The opinion of the court was delivered by: Hon. Otis D. Wright, II United States District Judge


Before the Court is Plaintiff's Motion for Attorney's Fees and Costs. (Dkt. No. 21.) Having considered the papers filed in support of and in opposition to Plaintiff's Motion, the Court deems the matter appropriate for decision without oral argument. Fed. R. Civ. P. 78; C.D. Cal. L.R. 7-15. For the following reasons, the Court GRANTS Plaintiff's Motion, subject to the limitations discussed below.


On July 13, 2011, Defendant National Recovery Agency, Inc. telephoned Plaintiff Joel Rubenstein attempting to collect a $446.10 debt that Plaintiff claimed he did not owe. (Compl. 3.) When Plaintiff requested specific information regarding Defendant and the alleged debt, Defendant refused and threatened to call Plaintiff every day until the debt was resolved. (Id. at 2--3.) Defendant had reported the alleged debt to three credit-reporting agencies, thereby harming Plaintiff's credit rating. (Id. at 3--4.) Subsequent to the phone conversation, Defendant informed the credit-reporting agencies that Plaintiff's debt was disputed. (Chille Decl.
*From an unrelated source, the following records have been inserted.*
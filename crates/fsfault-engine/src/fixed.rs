// =============================================================================
// fixed.rs: Zero-allocation string storage for the firing path
// =============================================================================

use std::fmt;

/// Inline UTF-8 string of at most `N` bytes. Longer input is cut at the last
/// character boundary that fits.
#[derive(Clone, Copy)]
pub struct FixedString<const N: usize> {
    data: [u8; N],
    len: usize,
}

impl<const N: usize> FixedString<N> {
    pub const fn new() -> Self {
        Self {
            data: [0u8; N],
            len: 0,
        }
    }

    pub fn set(&mut self, s: &str) {
        let mut end = s.len().min(N);
        while !s.is_char_boundary(end) {
            end -= 1;
        }
        self.data[..end].copy_from_slice(&s.as_bytes()[..end]);
        self.len = end;
    }

    pub fn as_str(&self) -> &str {
        std::str::from_utf8(&self.data[..self.len]).unwrap_or("")
    }

    pub fn is_empty(&self) -> bool {
        self.len == 0
    }
}

impl<const N: usize> From<&str> for FixedString<N> {
    fn from(s: &str) -> Self {
        let mut fixed = Self::new();
        fixed.set(s);
        fixed
    }
}

impl<const N: usize> fmt::Display for FixedString<N> {
    fn fmt(&self, f: &mut fmt::Formatter<'_>) -> fmt::Result {
        f.write_str(self.as_str())
    }
}

impl<const N: usize> fmt::Debug for FixedString<N> {
    fn fmt(&self, f: &mut fmt::Formatter<'_>) -> fmt::Result {
        write!(f, "{:?}", self.as_str())
    }
}

impl<const N: usize> Default for FixedString<N> {
    fn default() -> Self {
        Self::new()
    }
}

/// `fmt::Write` over a caller-provided stack buffer. Running out of room is an
/// error, so a truncated record is never mistaken for a complete one.
pub struct StackWriter<'a> {
    buf: &'a mut [u8],
    pos: usize,
}

impl<'a> StackWriter<'a> {
    pub fn new(buf: &'a mut [u8]) -> Self {
        Self { buf, pos: 0 }
    }

    pub fn as_bytes(&self) -> &[u8] {
        &self.buf[..self.pos]
    }

    pub fn as_str(&self) -> &str {
        std::str::from_utf8(self.as_bytes()).unwrap_or("")
    }
}

impl fmt::Write for StackWriter<'_> {
    fn write_str(&mut self, s: &str) -> fmt::Result {
        let bytes = s.as_bytes();
        let end = self.pos.checked_add(bytes.len()).ok_or(fmt::Error)?;
        let dst = self.buf.get_mut(self.pos..end).ok_or(fmt::Error)?;
        dst.copy_from_slice(bytes);
        self.pos = end;
        Ok(())
    }
}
Ex. 1, at 1.)

Plaintiff retained counsel ("Counsel") on July 28, 2011, to resolve his issues with Defendant. (See Mot. Ex. B, at 1.) On August 15, 2011, Plaintiff filed a complaint against Defendant alleging violations of the Fair Debt Collection Practices Act ("FDCPA"), 15 U.S.C. § 1692, and the Rosenthal Fair Debt Collection Practices Act ("RFDCPA"), Cal. Civ. Code § 1788. (Dkt. No. 1.) Plaintiff asserted that Defendant made deceptive, misleading, and confusing representations while seeking to recover a debt Plaintiff did not owe. (Compl. 3.) Plaintiff also contended that Defendant falsely reported the alleged debt to three credit-reporting agencies. (Compl. 3--4.) At some point, Plaintiff paid the alleged debt to rectify his credit rating. (Mot. 4--5.)
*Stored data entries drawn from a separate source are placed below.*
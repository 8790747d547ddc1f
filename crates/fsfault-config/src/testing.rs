//! Test environment abstraction for isolated testing.
//!
//! Provides `TestEnvironment` to manage:
//! - A temporary root holding the exerciser sandbox
//! - An isolated event log path
//! - The injector environment for child processes
//! - The preload library and exerciser that end-to-end tests run against
//!
//! # Usage
//!
//! ```ignore
//! use fsfault_config::testing::TestEnvironment;
//!
//! let env = TestEnvironment::new()?;
//! let vars = env.injector_env(&InjectorConfig::default());
//! // spawn a child with `vars`, then inspect env.read_events()
//! ```

use std::path::{Path, PathBuf};
use std::process::Command;
use std::sync::atomic::{AtomicU32, Ordering};

use fsfault_engine::{InjectorConfig, ParsedEvent};
use once_cell::sync::OnceCell;
use tempfile::TempDir;

use crate::Config;

/// Atomic counter for unique test IDs
static TEST_COUNTER: AtomicU32 = AtomicU32::new(0);

/// Isolated test environment with unique paths
pub struct TestEnvironment {
    /// Temporary directory (dropped on cleanup)
    _temp_dir: TempDir,
    /// Root of everything this environment owns
    pub root: PathBuf,
    /// Sandbox directory handed to the exerciser
    pub sandbox_dir: PathBuf,
    /// Event log the injector appends to
    pub event_log: PathBuf,
    /// Unique test ID
    pub test_id: u32,
}

impl TestEnvironment {
    /// Create a new isolated test environment
    pub fn new() -> anyhow::Result<Self> {
        let test_id = TEST_COUNTER.fetch_add(1, Ordering::Relaxed);
        let temp_dir = TempDir::new()?;
        let root = temp_dir.path().to_path_buf();

        let sandbox_dir = root.join("fs_sandbox");
        let event_log = root.join(format!("fsfault-events-{}.log", test_id));

        Ok(Self {
            _temp_dir: temp_dir,
            root,
            sandbox_dir,
            event_log,
            test_id,
        })
    }

    /// Create a test file with content
    pub fn create_file(&self, relative_path: &str, content: &[u8]) -> anyhow::Result<PathBuf> {
        let path = self.root.join(relative_path);
        if let Some(parent) = path.parent() {
            std::fs::create_dir_all(parent)?;
        }
        std::fs::write(&path, content)?;
        Ok(path)
    }

    /// Create a test directory
    pub fn create_dir(&self, relative_path: &str) -> anyhow::Result<PathBuf> {
        let path = self.root.join(relative_path);
        std::fs::create_dir_all(&path)?;
        Ok(path)
    }

    /// Write `config` as this environment's project config, so an `fsfault`
    /// started in `root` picks it up.
    pub fn write_project_config(&self, config: &Config) -> anyhow::Result<PathBuf> {
        self.create_file(Config::PROJECT_CONFIG, toml::to_string_pretty(config)?.as_bytes())
    }

    /// Environment for a child that should run under `injector`, logging to
    /// this environment's event log.
    pub fn injector_env(&self, injector: &InjectorConfig) -> Vec<(String, String)> {
        crate::injector_env(injector, &self.event_log)
    }

    /// Event records appended so far; an absent log reads as empty.
    pub fn read_events(&self) -> Vec<ParsedEvent> {
        std::fs::read_to_string(&self.event_log)
            .map(|text| text.lines().filter_map(ParsedEvent::parse).collect())
            .unwrap_or_default()
    }
}

/// Preload library and exerciser built for end-to-end tests.
#[derive(Debug, Clone)]
pub struct Artifacts {
    pub preload_library: PathBuf,
    pub exerciser: PathBuf,
}

static ARTIFACTS: OnceCell<Artifacts> = OnceCell::new();

/// Builds `fsfault-preload` and `fsfault-exerciser` into `target_dir`, once
/// per test process. `cargo test` never builds the cdylib on its own.
pub fn build_artifacts(target_dir: &Path) -> anyhow::Result<&'static Artifacts> {
    ARTIFACTS.get_or_try_init(|| {
        let cargo = std::env::var_os("CARGO").unwrap_or_else(|| "cargo".into());
        let manifest = Path::new(env!("CARGO_MANIFEST_DIR")).join("../../Cargo.toml");
        let output = Command::new(cargo)
            .args(["build", "--quiet", "-p", "fsfault-preload", "-p", "fsfault-exerciser"])
            .arg("--manifest-path")
            .arg(&manifest)
            .arg("--target-dir")
            .arg(target_dir)
            .env_remove("LD_PRELOAD")
            .output()?;
        if !output.status.success() {
            anyhow::bail!(
                "cargo build of the preload library failed:\n{}",
                String::from_utf8_lossy(&output.stderr)
            );
        }

        let dir = target_dir.join("debug");
        let artifacts = Artifacts {
            preload_library: dir.join("libfsfault_preload.so"),
            exerciser: dir.join("fsfault-exerciser"),
        };
        for path in [&artifacts.preload_library, &artifacts.exerciser] {
            if !path.exists() {
                anyhow::bail!("build finished without {}", path.display());
            }
        }
        Ok(artifacts)
    })
}

impl Default for TestEnvironment {
    fn default() -> Self {
        Self::new().expect("Failed to create test environment")
    }
}

#[cfg(test)]
mod tests {
    use super::*;

    #[test]
    fn test_environment_paths_are_isolated() {
        let env1 = TestEnvironment::new().unwrap();
        let env2 = TestEnvironment::new().unwrap();
        assert!(env1.root.exists());
        assert_ne!(env1.event_log, env2.event_log);
        assert!(env1.sandbox_dir.starts_with(&env1.root));
    }

    #[test]
    fn test_create_file() {
        let env = TestEnvironment::new().unwrap();
        let path = env.create_file("nested/data.txt", b"payload").unwrap();
        assert_eq!(std::fs::read(&path).unwrap(), b"payload");
    }

    #[test]
    fn test_injector_env_points_at_event_log() {
        let env = TestEnvironment::new().unwrap();
        let vars = env.injector_env(&InjectorConfig::default());
        let log = vars.iter().find(|(k, _)| k == crate::ENV_EVENT_LOG).unwrap();
        assert_eq!(PathBuf::from(&log.1), env.event_log);
        assert!(vars.iter().any(|(k, v)| k == crate::ENV_TARGET && v == "readlink"));
    }

    #[test]
    fn test_project_config_is_toml() {
        let env = TestEnvironment::new().unwrap();
        let mut config = Config::default();
        config.controller.preload_path = Some(env.root.join("lib.so"));
        let path = env.write_project_config(&config).unwrap();

        assert!(path.ends_with(".fsfault/config.toml"));
        let parsed: Config = toml::from_str(&std::fs::read_to_string(path).unwrap()).unwrap();
        assert_eq!(parsed.controller.preload_path, config.controller.preload_path);
    }

    #[test]
    fn test_read_events_skips_foreign_lines() {
        let env = TestEnvironment::new().unwrap();
        assert!(env.read_events().is_empty());
        std::fs::write(
            &env.event_log,
            "noise\nfsfault: inj_id=0 pid=9 comm=x symbol=stat old_ret=0 new_ret=-13 ts_ns=1 aggressive=1 decision=override\n",
        )
        .unwrap();
        let events = env.read_events();
        assert_eq!(events.len(), 1);
        assert!(events[0].is_override());
    }
}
In response, Defendant informed the agencies on August 9, 2011, that Plaintiff's account should be deleted, which would reverse any harm to Plaintiff's credit rating. (See Opp'n 2.) By September 7, 2011, two of the credit-reporting agencies had deleted Plaintiff's account. (Chille Decl. Ex. 2, at 1.) On August 29, 2011, Defendant informed Plaintiff that the third agency could take up to 90 days to delete his account, but that Plaintiff could expedite the process by filing a dispute directly with the credit-reporting agency himself. (Chille Decl. Ex. 3, at 1.) Defendant provided Plaintiff with the website address where Plaintiff could file his dispute. (Id.) Plaintiff did not follow this advice until February 13, 2012-more than five months after Defendant suggested Plaintiff do so.*fn1 (Mot. Ex. B, at 3.)
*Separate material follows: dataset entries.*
//! Filesystem operation catalog.
//!
//! One entry per exerciser mode: the kernel entry symbol, the libc symbol the
//! preload layer interposes (if any) and the error variants a sweep walks.

use std::path::Path;

use anyhow::{Context, Result};
use fsfault_engine::normalize_target;
use nix::errno::Errno;
use serde::{Deserialize, Serialize};

/// Exerciser modes, one per filesystem operation.
pub const MODES: &[&str] = &[
    "access", "chdir", "chmod", "chown", "close", "copy_file_range", "faccessat2", "fallocate",
    "fchdir", "fchmod", "fchmodat", "fchown", "fchownat", "fdatasync", "fsconfig", "fsetxattr",
    "fsmount", "fsopen", "fspick", "fstat", "fstatfs", "fsync", "ftruncate", "getdents",
    "getdents64", "lchown", "link", "linkat", "lstat", "mkdir", "mkdirat", "mknod", "mknodat",
    "mount", "mount_setattr", "open", "open_by_handle_at", "open_tree", "openat", "openat2",
    "readahead", "readlink", "readlinkat", "rename", "renameat", "renameat2", "rmdir",
    "sendfile", "splice", "stat", "statfs", "statx", "symlink", "symlinkat", "sync", "tee",
    "truncate", "unlink", "unlinkat", "utime", "utimensat", "utimes", "vmsplice",
];

/// Libc entry points with an interposer in the preload layer.
pub const INTERPOSED: &[&str] = &[
    "access", "chdir", "chmod", "chown", "close", "copy_file_range", "faccessat", "fallocate",
    "fchdir", "fchmod", "fchmodat", "fchown", "fchownat", "fdatasync", "fsetxattr", "fstat",
    "fstatat", "fstatfs", "fsync", "ftruncate", "lchown", "link", "linkat", "lstat", "mkdir",
    "mkdirat", "mknod", "mknodat", "open", "openat", "readahead", "readlink", "readlinkat",
    "rename", "renameat", "renameat2", "rmdir", "sendfile", "splice", "stat", "statfs", "statx",
    "symlink", "symlinkat", "tee", "truncate", "unlink", "unlinkat", "utime", "utimensat",
    "utimes", "vmsplice",
];

/// Candidate error codes for filesystem, mount and I/O operations.
pub const ERRNOS: &[(&str, Errno)] = &[
    ("EPERM", Errno::EPERM),
    ("EACCES", Errno::EACCES),
    ("EBADF", Errno::EBADF),
    ("EFAULT", Errno::EFAULT),
    ("EFBIG", Errno::EFBIG),
    ("EINTR", Errno::EINTR),
    ("EINVAL", Errno::EINVAL),
    ("EIO", Errno::EIO),
    ("EISDIR", Errno::EISDIR),
    ("ELOOP", Errno::ELOOP),
    ("EMFILE", Errno::EMFILE),
    ("ENAMETOOLONG", Errno::ENAMETOOLONG),
    ("ENFILE", Errno::ENFILE),
    ("ENODEV", Errno::ENODEV),
    ("ENOENT", Errno::ENOENT),
    ("ENOMEM", Errno::ENOMEM),
    ("ENOSPC", Errno::ENOSPC),
    ("ENOTDIR", Errno::ENOTDIR),
    ("ENOTEMPTY", Errno::ENOTEMPTY),
    ("ENXIO", Errno::ENXIO),
    ("EOVERFLOW", Errno::EOVERFLOW),
    ("EROFS", Errno::EROFS),
    ("ETIMEDOUT", Errno::ETIMEDOUT),
    ("ETXTBSY", Errno::ETXTBSY),
    ("EXDEV", Errno::EXDEV),
    ("EBUSY", Errno::EBUSY),
    ("EOPNOTSUPP", Errno::EOPNOTSUPP),
];

#[cfg(target_arch = "aarch64")]
const KERNEL_PREFIX: &str = "__arm64_sys_";
#[cfg(not(target_arch = "aarch64"))]
const KERNEL_PREFIX: &str = "__x64_sys_";

pub const CATEGORY_FILE: &str = "file";

#[derive(Debug, Clone, PartialEq, Eq, Serialize, Deserialize)]
pub struct ErrorVariant {
    pub errno_name: String,
    pub errno_num: i32,
    /// What the kernel entry returns for this variant (`-errno_num`).
    pub kernel_ret: i64,
}

#[derive(Debug, Clone, PartialEq, Eq, Serialize, Deserialize)]
pub struct CatalogEntry {
    pub name: String,
    pub kernel_symbol: String,
    pub libc_symbol: Option<String>,
    pub interposable: bool,
    pub category: String,
    pub error_variants: Vec<ErrorVariant>,
}

/// Serialized as a plain JSON array of entries.
#[derive(Debug, Clone, PartialEq, Eq, Serialize, Deserialize)]
#[serde(transparent)]
pub struct Catalog {
    pub entries: Vec<CatalogEntry>,
}

impl Catalog {
    pub fn builtin() -> Self {
        let variants = error_variants();
        let entries = MODES
            .iter()
            .map(|&name| {
                let libc_symbol = libc_symbol(name);
                CatalogEntry {
                    name: name.to_string(),
                    kernel_symbol: kernel_symbol(name),
                    interposable: libc_symbol.is_some(),
                    libc_symbol,
                    category: CATEGORY_FILE.to_string(),
                    error_variants: variants.clone(),
                }
            })
            .collect();
        Self { entries }
    }

    pub fn load(path: &Path) -> Result<Self> {
        let raw = std::fs::read_to_string(path)
            .with_context(|| format!("Failed to read catalog {}", path.display()))?;
        serde_json::from_str(&raw).with_context(|| format!("Invalid catalog {}", path.display()))
    }

    /// Entry for `name`; only filesystem entries take part.
    pub fn entry(&self, name: &str) -> Option<&CatalogEntry> {
        self.entries
            .iter()
            .find(|e| e.category == CATEGORY_FILE && e.name == name)
    }

    pub fn to_json(&self) -> Result<String> {
        Ok(serde_json::to_string_pretty(self)?)
    }
}

pub fn kernel_symbol(mode: &str) -> String {
    match mode {
        "stat" | "lstat" | "fstat" => format!("{KERNEL_PREFIX}new{mode}"),
        _ => format!("{KERNEL_PREFIX}{mode}"),
    }
}

pub fn libc_symbol(mode: &str) -> Option<String> {
    let canonical = normalize_target(mode);
    INTERPOSED.contains(&canonical).then(|| canonical.to_string())
}

pub fn error_variants() -> Vec<ErrorVariant> {
    ERRNOS
        .iter()
        .map(|&(name, errno)| ErrorVariant {
            errno_name: name.to_string(),
            errno_num: errno as i32,
            kernel_ret: -(errno as i64),
        })
        .collect()
}

/// Accepts a symbolic name (`EACCES`, case-insensitive) or a number.
pub fn parse_errno(value: &str) -> Option<i32> {
    let value = value.trim();
    if let Ok(num) = value.parse() {
        return Some(num);
    }
    ERRNOS
        .iter()
        .find(|(name, _)| name.eq_ignore_ascii_case(value))
        .map(|&(_, errno)| errno as i32)
}

#[cfg(test)]
mod tests {
    use super::*;

    #[test]
    fn test_builtin_catalog_shape() {
        let catalog = Catalog::builtin();
        assert_eq!(catalog.entries.len(), 63);
        assert!(catalog.entries.iter().all(|e| e.category == "file"));
        assert!(catalog.entries.iter().all(|e| e.error_variants.len() == 27));
    }

    #[test]
    fn test_kernel_symbols() {
        assert_eq!(kernel_symbol("readlink"), format!("{KERNEL_PREFIX}readlink"));
        assert_eq!(kernel_symbol("stat"), format!("{KERNEL_PREFIX}newstat"));
        assert_eq!(kernel_symbol("fstat"), format!("{KERNEL_PREFIX}newfstat"));
        assert_eq!(normalize_target(&kernel_symbol("lstat")), "lstat");
    }

    #[test]
    fn test_interposable_modes() {
        let catalog = Catalog::builtin();
        let faccessat2 = catalog.entry("faccessat2").unwrap();
        assert!(faccessat2.interposable);
        assert_eq!(faccessat2.libc_symbol.as_deref(), Some("faccessat"));

        for name in ["getdents", "getdents64", "openat2", "open_tree", "mount", "sync"] {
            let entry = catalog.entry(name).unwrap();
            assert!(!entry.interposable, "{name}");
            assert!(entry.libc_symbol.is_none(), "{name}");
        }
        assert_eq!(catalog.entries.iter().filter(|e| e.interposable).count(), 51);
    }

    #[test]
    fn test_error_variants_use_kernel_convention() {
        let variants = error_variants();
        let eacces = variants.iter().find(|v| v.errno_name == "EACCES").unwrap();
        assert_eq!(eacces.errno_num, 13);
        assert_eq!(eacces.kernel_ret, -13);
        assert!(variants.iter().all(|v| v.errno_num > 0 && v.kernel_ret == -(v.errno_num as i64)));
    }

    #[test]
    fn test_parse_errno() {
        assert_eq!(parse_errno("EACCES"), Some(13));
        assert_eq!(parse_errno("enoent"), Some(2));
        assert_eq!(parse_errno("28"), Some(28));
        assert_eq!(parse_errno("EWHATEVER"), None);
    }

    #[test]
    fn test_json_is_plain_array() {
        let json = Catalog::builtin().to_json().unwrap();
        let value: serde_json::Value = serde_json::from_str(&json).unwrap();
        let entries = value.as_array().unwrap();
        assert_eq!(entries.len(), 63);
        assert_eq!(entries[0]["name"], "access");
        assert_eq!(entries[0]["error_variants"][0]["errno_name"], "EPERM");

        let back: Catalog = serde_json::from_str(&json).unwrap();
        assert_eq!(back, Catalog::builtin());
    }
}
According to Counsel's billing records, Plaintiff began settlement negotiations on August 29, 2011. (Reply 5.) On September 22, 2011, Plaintiff demanded $15,000.00 to settle the case. (Chille Decl. ¶ 13(e); see Reply 5.) Defendant rejected this request.

On February 6, 2012, Defendant offered $3,000.00 to settle the case, inclusive of attorney's fees and costs. (Mot. 6.) Plaintiff declined the offer, so Defendant increased the amount by $750.00; this too was rejected. (Id.)

Later on February 6, 2012, Defendant served Plaintiff with a Federal Rule of Civil Procedure 68 Offer of Judgment for $2,500.00, exclusive of attorney's fees and costs. (Opp'n 3.) The Offer of Judgment represented the maximum statutory awards under the FDCPA and the RFDCPA-$1,000.00 each-and Plaintiff's actual damages of $500.00. (Mot. 6.) Reasonable attorney's fees and costs were to be determined subsequently. (Id.) Plaintiff accepted Defendant's Offer of Judgment on February 14, 2012. (Id.)

Following these events, Plaintiff filed a Motion for Attorney's Fees and Costs. (Dkt. No. 21.) Plaintiff seeks an hourly rate of $325.00 for 50.6 hours of work, totaling $16,445.00. (Mot. 10.) In opposition, Defendant argues Counsel's hourly rate and total number of hours expended on the case are excessive. (Dkt. No. 22.)


In the United States, each party to a lawsuit ordinarily is responsible for its own attorney's fees, absent "express statutory authorization to the contrary." Hensley v. Eckerhart, 461 U.S. 424, 429 (1983). Both the FDCPA and RFDCPA authorize an award of costs and reasonable attorney's fees in a successful action to enforce liability for a violation of the Acts. 15 U.S.C. § 1692k(a)(3); Cal. Civ. Code § 1788.30.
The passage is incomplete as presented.